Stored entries
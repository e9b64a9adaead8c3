//! triplestream - Lazy evaluation substrate over triple-pattern stores
//!
//! ## Core Principles
//!
//! 1. **Pull, don't materialize**: results stream through [`Iteration`]s
//! 2. **Always release**: whoever holds an iteration closes it; decorators
//!    close what they wrap, exactly once
//! 3. **Fail loudly**: a second match for a single-valued lookup is an error,
//!    never a silent pick
//!
//! ## Layers
//!
//! - `domain`: RDF terms, statements, patterns, the `TripleSource` port
//! - `iteration`: the iteration contract, filter / converting decorators
//! - `statements`: graph utilities (single, boolean_value, list, projections)
//! - `infrastructure`: memory and SQLite triple sources
//! - `config`: YAML configuration
//!
//! ## Usage
//!
//! ```rust
//! use triplestream::domain::{vocab::rdf, Iri, Resource, Statement, Value};
//! use triplestream::infrastructure::MemoryTripleSource;
//! use triplestream::iteration::IterationExt;
//! use triplestream::statements;
//!
//! let source = MemoryTripleSource::new();
//! let head = Resource::blank("l0");
//! let tail = Resource::blank("l1");
//! source.add(Statement::new(head.clone(), rdf::first(), Value::iri("urn:a")));
//! source.add(Statement::new(head.clone(), rdf::rest(), tail.clone()));
//! source.add(Statement::new(tail.clone(), rdf::first(), Value::iri("urn:b")));
//! source.add(Statement::new(tail, rdf::rest(), rdf::nil()));
//!
//! let members = statements::list(&source, &head).collect_vec()?;
//! assert_eq!(members, vec![Value::iri("urn:a"), Value::iri("urn:b")]);
//! # Ok::<(), triplestream::EvalError>(())
//! ```
//!
//! [`Iteration`]: iteration::Iteration

pub mod config;
pub mod domain;
pub mod error;
pub mod infrastructure;
pub mod iteration;
pub mod statements;

pub use error::{ErrorKind, EvalError, Result};

// Domain re-exports
pub use domain::{BlankNode, Iri, Literal, Pattern, Resource, Statement, TripleSource, Value};
pub use iteration::{BoxIteration, Iteration, IterationExt};
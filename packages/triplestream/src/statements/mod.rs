//! Graph utilities over a [`TripleSource`]
//!
//! Cardinality-constrained lookups, boolean coercion, typed projections and
//! RDF collection traversal. Every operation either consumes the statement
//! iteration it opens (closing it on all paths) or hands a new iteration to
//! the caller, who then owns it.
//!
//! # Examples
//!
//! ```rust
//! use triplestream::domain::{Iri, Literal, Resource, Statement, Value};
//! use triplestream::infrastructure::MemoryTripleSource;
//! use triplestream::statements;
//!
//! let source = MemoryTripleSource::new();
//! let s = Resource::iri("urn:shape");
//! let closed = Iri::new("http://www.w3.org/ns/shacl#closed");
//! source.add(Statement::new(s.clone(), closed.clone(), Literal::from_bool(true)));
//!
//! assert!(statements::boolean_value(&source, &s, &closed).unwrap());
//! ```

mod list;

pub use list::{list, list_with, ListIteration};

use crate::domain::{Iri, Literal, Pattern, Resource, Statement, TripleSource, Value};
use crate::error::{EvalError, Result};
use crate::iteration::{consume, BoxIteration, Iteration, IterationExt};

/// The only statement matching `pattern`, if any.
///
/// # Errors
///
/// `CardinalityViolation` if two or more statements match.
pub fn single<S: TripleSource + ?Sized>(source: &S, pattern: &Pattern) -> Result<Option<Statement>> {
    let statements = source.get_statements(pattern)?;
    consume(statements, |it| {
        if !it.has_next()? {
            return Ok(None);
        }
        let stmt = it.next()?;
        if it.has_next()? {
            return Err(EvalError::cardinality(format!(
                "Multiple statements for pattern: {}",
                pattern
            )));
        }
        Ok(Some(stmt))
    })
}

/// Object of the only `(subject, predicate, *)` statement, if any
pub fn single_value<S: TripleSource + ?Sized>(
    source: &S,
    subject: &Resource,
    predicate: &Iri,
) -> Result<Option<Value>> {
    let pattern = Pattern::new(Some(subject.clone()), Some(predicate.clone()), None);
    Ok(single(source, &pattern)?.map(Statement::into_object))
}

/// Boolean reading of the only `(subject, predicate, *)` value.
///
/// An absent value reads as `false`.
///
/// # Errors
///
/// `TypeMismatch` when the value is not a literal, or is a literal that is
/// not a valid `xsd:boolean`.
pub fn boolean_value<S: TripleSource + ?Sized>(
    source: &S,
    subject: &Resource,
    predicate: &Iri,
) -> Result<bool> {
    match single_value(source, subject, predicate)? {
        None => Ok(false),
        Some(Value::Literal(lit)) => lit.boolean_value().map_err(|e| {
            EvalError::type_mismatch(format!(
                "Value for {} must be of datatype xsd:boolean: {}",
                predicate, subject
            ))
            .with_source(e)
        }),
        Some(other) => Err(EvalError::type_mismatch(format!(
            "Non-literal value for {}: {} ({} {})",
            predicate,
            subject,
            other.kind_name(),
            other
        ))),
    }
}

/// Resource members of the collection rooted at `subject`; literal members
/// are skipped
pub fn list_resources<'a, S: TripleSource + ?Sized>(
    source: &'a S,
    subject: &Resource,
) -> BoxIteration<'a, Resource> {
    list(source, subject)
        .filter_with(Value::is_resource)
        .convert_with(|v| Resource::try_from(v))
        .boxed()
}

/// IRI subjects of `(*, predicate, object)`; blank-node subjects are skipped
pub fn subject_iris<'a, S: TripleSource + ?Sized>(
    source: &'a S,
    predicate: Option<&Iri>,
    object: Option<&Value>,
) -> Result<BoxIteration<'a, Iri>> {
    let pattern = Pattern::new(None, predicate.cloned(), object.cloned());
    Ok(source
        .get_statements(&pattern)?
        .filter_with(|stmt| stmt.subject().as_iri().is_some())
        .convert_with(|stmt| Iri::try_from(stmt.into_subject()))
        .boxed())
}

/// Resource objects of `(subject, predicate, *)`
pub fn object_resources<'a, S: TripleSource + ?Sized>(
    source: &'a S,
    subject: Option<&Resource>,
    predicate: Option<&Iri>,
) -> Result<BoxIteration<'a, Resource>> {
    objects_where(source, subject, predicate, Value::is_resource, |v| {
        Resource::try_from(v)
    })
}

/// IRI objects of `(subject, predicate, *)`
pub fn object_iris<'a, S: TripleSource + ?Sized>(
    source: &'a S,
    subject: Option<&Resource>,
    predicate: Option<&Iri>,
) -> Result<BoxIteration<'a, Iri>> {
    objects_where(
        source,
        subject,
        predicate,
        |v| v.as_iri().is_some(),
        |v| Iri::try_from(v),
    )
}

/// Literal objects of `(subject, predicate, *)`
pub fn object_literals<'a, S: TripleSource + ?Sized>(
    source: &'a S,
    subject: Option<&Resource>,
    predicate: Option<&Iri>,
) -> Result<BoxIteration<'a, Literal>> {
    objects_where(
        source,
        subject,
        predicate,
        |v| v.as_literal().is_some(),
        |v| Literal::try_from(v),
    )
}

/// Objects of `(subject, predicate, *)` of the kind picked by `keep`,
/// narrowed by `narrow`
fn objects_where<'a, S, T, K, N>(
    source: &'a S,
    subject: Option<&Resource>,
    predicate: Option<&Iri>,
    mut keep: K,
    mut narrow: N,
) -> Result<BoxIteration<'a, T>>
where
    S: TripleSource + ?Sized,
    T: 'a,
    K: FnMut(&Value) -> bool + 'a,
    N: FnMut(Value) -> Result<T> + 'a,
{
    let pattern = Pattern::new(subject.cloned(), predicate.cloned(), None);
    Ok(source
        .get_statements(&pattern)?
        .filter_with(move |stmt| keep(stmt.object()))
        .convert_with(move |stmt| narrow(stmt.into_object()))
        .boxed())
}
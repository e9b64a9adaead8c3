//! Port trait: TripleSource

use std::sync::Arc;

use super::model::{Pattern, Statement};
use crate::iteration::BoxIteration;
use crate::Result;

/// Pattern-matching capability over a statement store.
///
/// # Contract
///
/// - Every call returns an independent iteration owned by the caller.
/// - Calls may come from several threads at once; a single returned
///   iteration is not shared between threads.
/// - Result order is store-defined.
/// - Terms match by structural equality.
///
/// # Implementations
///
/// - `MemoryTripleSource`: in-process statement set
/// - `SqliteTripleSource`: SQLite-backed statement table (feature `sqlite`)
///
/// # Examples
///
/// ```rust
/// use triplestream::domain::{Iri, Pattern, Resource, Statement, TripleSource, Value};
/// use triplestream::infrastructure::MemoryTripleSource;
/// use triplestream::iteration::IterationExt;
///
/// let source = MemoryTripleSource::new();
/// source.add(Statement::new(Resource::iri("urn:s"), Iri::new("urn:p"), Value::iri("urn:o")));
///
/// let pattern = Pattern::any().predicate(Iri::new("urn:p"));
/// let found = source.get_statements(&pattern).unwrap().collect_vec().unwrap();
/// assert_eq!(found.len(), 1);
/// ```
pub trait TripleSource: Send + Sync {
    /// Statements matching `pattern`
    ///
    /// # Errors
    ///
    /// `Evaluation` if the store cannot start the query.
    fn get_statements(&self, pattern: &Pattern) -> Result<BoxIteration<'_, Statement>>;
}

impl<T: TripleSource + ?Sized> TripleSource for &T {
    fn get_statements(&self, pattern: &Pattern) -> Result<BoxIteration<'_, Statement>> {
        (**self).get_statements(pattern)
    }
}

impl<T: TripleSource + ?Sized> TripleSource for Box<T> {
    fn get_statements(&self, pattern: &Pattern) -> Result<BoxIteration<'_, Statement>> {
        (**self).get_statements(pattern)
    }
}

impl<T: TripleSource + ?Sized> TripleSource for Arc<T> {
    fn get_statements(&self, pattern: &Pattern) -> Result<BoxIteration<'_, Statement>> {
        (**self).get_statements(pattern)
    }
}
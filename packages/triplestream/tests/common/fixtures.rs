//! Graph fixture builders

use triplestream::domain::vocab::rdf;
use triplestream::{Iri, Literal, Resource, Statement, Value};

pub fn iri(name: &str) -> Iri {
    Iri::new(format!("http://example.org/{name}"))
}

pub fn res(name: &str) -> Resource {
    Resource::Iri(iri(name))
}

pub fn val(name: &str) -> Value {
    Value::Iri(iri(name))
}

/// Statements encoding `members` as an RDF list whose nodes are blank nodes
/// `{prefix}0`, `{prefix}1`, ...; returns the head and the statements
pub fn fixture_list(prefix: &str, members: &[Value]) -> (Resource, Vec<Statement>) {
    if members.is_empty() {
        return (rdf::nil(), Vec::new());
    }
    let nodes: Vec<Resource> = (0..members.len())
        .map(|i| Resource::blank(format!("{prefix}{i}")))
        .collect();
    let mut statements = Vec::new();
    for (i, member) in members.iter().enumerate() {
        let next = nodes.get(i + 1).cloned().unwrap_or_else(rdf::nil);
        statements.push(Statement::new(nodes[i].clone(), rdf::first(), member.clone()));
        statements.push(Statement::new(nodes[i].clone(), rdf::rest(), next));
    }
    (nodes[0].clone(), statements)
}

/// One IRI, one literal and one blank-node object for `(subject, predicate)`
pub fn fixture_mixed_objects(subject: &Resource, predicate: &Iri) -> Vec<Statement> {
    vec![
        Statement::new(subject.clone(), predicate.clone(), val("target")),
        Statement::new(subject.clone(), predicate.clone(), Literal::simple("text")),
        Statement::new(subject.clone(), predicate.clone(), Value::blank("anon")),
    ]
}
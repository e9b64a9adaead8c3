//! Basic iterations and the `std::iter::Iterator` bridge

use std::collections::VecDeque;
use std::marker::PhantomData;

use tracing::warn;

use super::{Iteration, IterationState};
use crate::error::{EvalError, Result};

/// Iteration with no elements
pub struct EmptyIteration<T> {
    state: IterationState,
    _marker: PhantomData<T>,
}

impl<T> EmptyIteration<T> {
    pub fn new() -> Self {
        Self {
            state: IterationState::Open,
            _marker: PhantomData,
        }
    }
}

impl<T> Default for EmptyIteration<T> {
    fn default() -> Self {
        Self::new()
    }
}

impl<T> Iteration for EmptyIteration<T> {
    type Item = T;

    fn has_next(&mut self) -> Result<bool> {
        self.state.ensure_open()?;
        Ok(false)
    }

    fn next(&mut self) -> Result<T> {
        self.state.ensure_open()?;
        Err(EvalError::exhausted())
    }

    fn close(&mut self) -> Result<()> {
        self.state.mark_closed();
        Ok(())
    }
}

/// Iteration over an owned buffer
pub struct VecIteration<T> {
    items: VecDeque<T>,
    state: IterationState,
}

impl<T> VecIteration<T> {
    pub fn new(items: impl Into<VecDeque<T>>) -> Self {
        Self {
            items: items.into(),
            state: IterationState::Open,
        }
    }
}

impl<T> FromIterator<T> for VecIteration<T> {
    fn from_iter<It: IntoIterator<Item = T>>(iter: It) -> Self {
        Self::new(iter.into_iter().collect::<VecDeque<T>>())
    }
}

impl<T> Iteration for VecIteration<T> {
    type Item = T;

    fn has_next(&mut self) -> Result<bool> {
        self.state.ensure_open()?;
        Ok(!self.items.is_empty())
    }

    fn next(&mut self) -> Result<T> {
        self.state.ensure_open()?;
        self.items.pop_front().ok_or_else(EvalError::exhausted)
    }

    fn close(&mut self) -> Result<()> {
        if self.state.mark_closed() {
            self.items.clear();
        }
        Ok(())
    }
}

/// `std::iter::Iterator` view over an [`Iteration`].
///
/// Yields `Ok` elements until the iteration ends, or a single `Err` after
/// which it is fused. The wrapped iteration is closed at the end, after an
/// error, or when this adapter is dropped early.
pub struct Results<I: Iteration> {
    inner: I,
    done: bool,
}

impl<I: Iteration> Results<I> {
    pub fn new(inner: I) -> Self {
        Self { inner, done: false }
    }

    fn finish(&mut self) -> Result<()> {
        self.done = true;
        self.inner.close()
    }
}

impl<I: Iteration> Iterator for Results<I> {
    type Item = Result<I::Item>;

    fn next(&mut self) -> Option<Self::Item> {
        if self.done {
            return None;
        }
        let step = match self.inner.has_next() {
            Ok(true) => Iteration::next(&mut self.inner).map(Some),
            Ok(false) => Ok(None),
            Err(e) => Err(e),
        };
        match step {
            Ok(Some(item)) => Some(Ok(item)),
            Ok(None) => self.finish().err().map(Err),
            Err(e) => {
                if let Err(close_err) = self.finish() {
                    warn!("Suppressed close failure ({}) in favour of: {}", close_err, e);
                }
                Some(Err(e))
            }
        }
    }
}

impl<I: Iteration> std::iter::FusedIterator for Results<I> {}

impl<I: Iteration> Drop for Results<I> {
    fn drop(&mut self) {
        if !self.done {
            if let Err(e) = self.finish() {
                warn!("Close failed while dropping iteration adapter: {}", e);
            }
        }
    }
}

#[cfg(test)]
mod tests {
    use super::*;
    use crate::error::ErrorKind;
    use crate::iteration::IterationExt;

    #[test]
    fn test_empty_iteration() {
        let mut it = EmptyIteration::<u32>::new();
        assert!(!it.has_next().unwrap());
        assert_eq!(it.next().unwrap_err().kind, ErrorKind::IllegalState);
        it.close().unwrap();
        it.close().unwrap();
        assert_eq!(it.has_next().unwrap_err().kind, ErrorKind::IllegalState);
    }

    #[test]
    fn test_vec_iteration_after_close() {
        let mut it: VecIteration<_> = (1..=3).collect();
        assert_eq!(it.next().unwrap(), 1);
        it.close().unwrap();
        assert_eq!(it.next().unwrap_err().kind, ErrorKind::IllegalState);
    }

    #[test]
    fn test_results_bridge() {
        let doubled: Vec<i32> = VecIteration::new(vec![1, 2, 3])
            .into_results()
            .map(|r| r.map(|n| n * 2))
            .collect::<Result<_>>()
            .unwrap();
        assert_eq!(doubled, vec![2, 4, 6]);
    }

    #[test]
    fn test_results_fused_after_error() {
        let mut results = VecIteration::new(vec![1, 2])
            .convert_with(|_| -> Result<i32> { Err(EvalError::evaluation("store down")) })
            .into_results();
        assert_eq!(results.next().unwrap().unwrap_err().kind, ErrorKind::Evaluation);
        assert!(results.next().is_none());
    }
}
//! Common test utilities for triplestream
//!
//! Fixtures build graphs (RDF lists, typed objects); probes wrap iterations
//! and sources to observe pulls, closes and injected failures.

#![allow(dead_code)]

mod fixtures;
mod probes;

pub use fixtures::*;
pub use probes::*;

Task goal:
From the entries, copy every line in which the string "done" can be found.

Task result:
    done: bool,
        Self { inner, done: false }
        self.done = true;
        if self.done {
        if !self.done {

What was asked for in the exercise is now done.